(Supplied records Opens)

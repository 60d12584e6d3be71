//! External card catalog: provider trait, wire records, and errors.

pub mod scryfall;

use std::future::Future;

use serde::{Deserialize, Serialize};

use crate::card::Card;

/// Failure talking to the catalog provider.
#[derive(Debug, thiserror::Error)]
pub enum CatalogError {
    /// Transport-level failure.
    #[error("HTTP request failed: {0}")]
    Http(#[from] reqwest::Error),
    /// Provider answered with a non-success status.
    #[error("catalog returned HTTP {status}: {details}")]
    Status {
        /// HTTP status code.
        status: u16,
        /// Provider-supplied explanation, or a body excerpt.
        details: String,
    },
    /// Body did not match the expected shape.
    #[error("failed to decode catalog response: {0}")]
    Decode(#[from] serde_json::Error),
}

/// Searchable card catalog with name autocomplete.
///
/// Futures must be `Send` so lookups can run on spawned tasks.
pub trait CatalogProvider: Send + Sync + 'static {
    /// Full-text search using the catalog's query syntax.
    fn search(&self, query: &str) -> impl Future<Output = Result<Vec<CatalogCard>, CatalogError>> + Send;

    /// Card names starting with (or fuzzily matching) `prefix`.
    fn autocomplete(&self, prefix: &str) -> impl Future<Output = Result<Vec<String>, CatalogError>> + Send;
}

/// Image URLs in several renditions.
#[derive(Debug, Clone, PartialEq, Eq, Default, Serialize, Deserialize)]
pub struct ImageUris {
    /// Small thumbnail.
    #[serde(default)]
    pub small: Option<String>,
    /// Normal-size image; what decks display.
    #[serde(default)]
    pub normal: Option<String>,
    /// Large image.
    #[serde(default)]
    pub large: Option<String>,
    /// Transparent PNG.
    #[serde(default)]
    pub png: Option<String>,
}

/// One face of a multi-faced card.
#[derive(Debug, Clone, PartialEq, Eq, Default, Serialize, Deserialize)]
pub struct CardFace {
    /// Face name.
    #[serde(default)]
    pub name: String,
    /// Face images.
    #[serde(default)]
    pub image_uris: Option<ImageUris>,
}

/// Card as returned by the catalog search endpoint.
#[derive(Debug, Clone, PartialEq, Serialize, Deserialize)]
pub struct CatalogCard {
    /// Catalog identifier.
    pub id: String,
    /// Card name.
    pub name: String,
    /// Type line.
    #[serde(default)]
    pub type_line: Option<String>,
    /// Mana cost.
    #[serde(default)]
    pub mana_cost: Option<String>,
    /// Rules text.
    #[serde(default)]
    pub oracle_text: Option<String>,
    /// Images for single-faced cards.
    #[serde(default)]
    pub image_uris: Option<ImageUris>,
    /// Faces for double-faced and split cards.
    #[serde(default)]
    pub card_faces: Vec<CardFace>,
    /// Converted mana cost.
    #[serde(default)]
    pub cmc: Option<f64>,
    /// Set code.
    #[serde(default)]
    pub set: Option<String>,
    /// Color identity codes.
    #[serde(default)]
    pub color_identity: Vec<String>,
}

impl CatalogCard {
    /// Normal-size image, falling back to the first face that has one.
    pub fn normal_image(&self) -> Option<&str> {
        self.image_uris
            .as_ref()
            .and_then(|u| u.normal.as_deref())
            .or_else(|| {
                self.card_faces
                    .iter()
                    .find_map(|f| f.image_uris.as_ref().and_then(|u| u.normal.as_deref()))
            })
    }
}

impl From<&CatalogCard> for Card {
    fn from(c: &CatalogCard) -> Self {
        Card {
            id: c.id.clone(),
            name: c.name.clone(),
            type_line: c.type_line.clone(),
            mana_cost: c.mana_cost.clone(),
            oracle_text: c.oracle_text.clone(),
            image_uri: c.normal_image().map(str::to_string),
        }
    }
}

impl From<CatalogCard> for Card {
    fn from(c: CatalogCard) -> Self {
        Card::from(&c)
    }
}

(Supplied records Closes)

Each record must be restated word for word, including the last line.

> Exercise answer:
repository 60d12584e6d3be71
//! External card catalog: provider trait, wire records, and errors.

pub mod scryfall;

use std::future::Future;

use serde::{Deserialize, Serialize};

use crate::card::Card;

/// Failure talking to the catalog provider.
#[derive(Debug, thiserror::Error)]
pub enum CatalogError {
    /// Transport-level failure.
    #[error("HTTP request failed: {0}")]
    Http(#[from] reqwest::Error),
    /// Provider answered with a non-success status.
    #[error("catalog returned HTTP {status}: {details}")]
    Status {
        /// HTTP status code.
        status: u16,
        /// Provider-supplied explanation, or a body excerpt.
        details: String,
    },
    /// Body did not match the expected shape.
    #[error("failed to decode catalog response: {0}")]
    Decode(#[from] serde_json::Error),
}

/// Searchable card catalog with name autocomplete.
///
/// Futures must be `Send` so lookups can run on spawned tasks.
pub trait CatalogProvider: Send + Sync + 'static {
    /// Full-text search using the catalog's query syntax.
    fn search(&self, query: &str) -> impl Future<Output = Result<Vec<CatalogCard>, CatalogError>> + Send;

    /// Card names starting with (or fuzzily matching) `prefix`.
    fn autocomplete(&self, prefix: &str) -> impl Future<Output = Result<Vec<String>, CatalogError>> + Send;
}

/// Image URLs in several renditions.
#[derive(Debug, Clone, PartialEq, Eq, Default, Serialize, Deserialize)]
pub struct ImageUris {
    /// Small thumbnail.
    #[serde(default)]
    pub small: Option<String>,
    /// Normal-size image; what decks display.
    #[serde(default)]
    pub normal: Option<String>,
    /// Large image.
    #[serde(default)]
    pub large: Option<String>,
    /// Transparent PNG.
    #[serde(default)]
    pub png: Option<String>,
}

/// One face of a multi-faced card.
#[derive(Debug, Clone, PartialEq, Eq, Default, Serialize, Deserialize)]
pub struct CardFace {
    /// Face name.
    #[serde(default)]
    pub name: String,
    /// Face images.
    #[serde(default)]
    pub image_uris: Option<ImageUris>,
}

/// Card as returned by the catalog search endpoint.
#[derive(Debug, Clone, PartialEq, Serialize, Deserialize)]
pub struct CatalogCard {
    /// Catalog identifier.
    pub id: String,
    /// Card name.
    pub name: String,
    /// Type line.
    #[serde(default)]
    pub type_line: Option<String>,
    /// Mana cost.
    #[serde(default)]
    pub mana_cost: Option<String>,
    /// Rules text.
    #[serde(default)]
    pub oracle_text: Option<String>,
    /// Images for single-faced cards.
    #[serde(default)]
    pub image_uris: Option<ImageUris>,
    /// Faces for double-faced and split cards.
    #[serde(default)]
    pub card_faces: Vec<CardFace>,
    /// Converted mana cost.
    #[serde(default)]
    pub cmc: Option<f64>,
    /// Set code.
    #[serde(default)]
    pub set: Option<String>,
    /// Color identity codes.
    #[serde(default)]
    pub color_identity: Vec<String>,
}

impl CatalogCard {
    /// Normal-size image, falling back to the first face that has one.
    pub fn normal_image(&self) -> Option<&str> {
        self.image_uris
            .as_ref()
            .and_then(|u| u.normal.as_deref())
            .or_else(|| {
                self.card_faces
                    .iter()
                    .find_map(|f| f.image_uris.as_ref().and_then(|u| u.normal.as_deref()))
            })
    }
}

impl From<&CatalogCard> for Card {
    fn from(c: &CatalogCard) -> Self {
        Card {
            id: c.id.clone(),
            name: c.name.clone(),
            type_line: c.type_line.clone(),
            mana_cost: c.mana_cost.clone(),
            oracle_text: c.oracle_text.clone(),
            image_uri: c.normal_image().map(str::to_string),
        }
    }
}

impl From<CatalogCard> for Card {
    fn from(c: CatalogCard) -> Self {
        Card::from(&c)
    }
}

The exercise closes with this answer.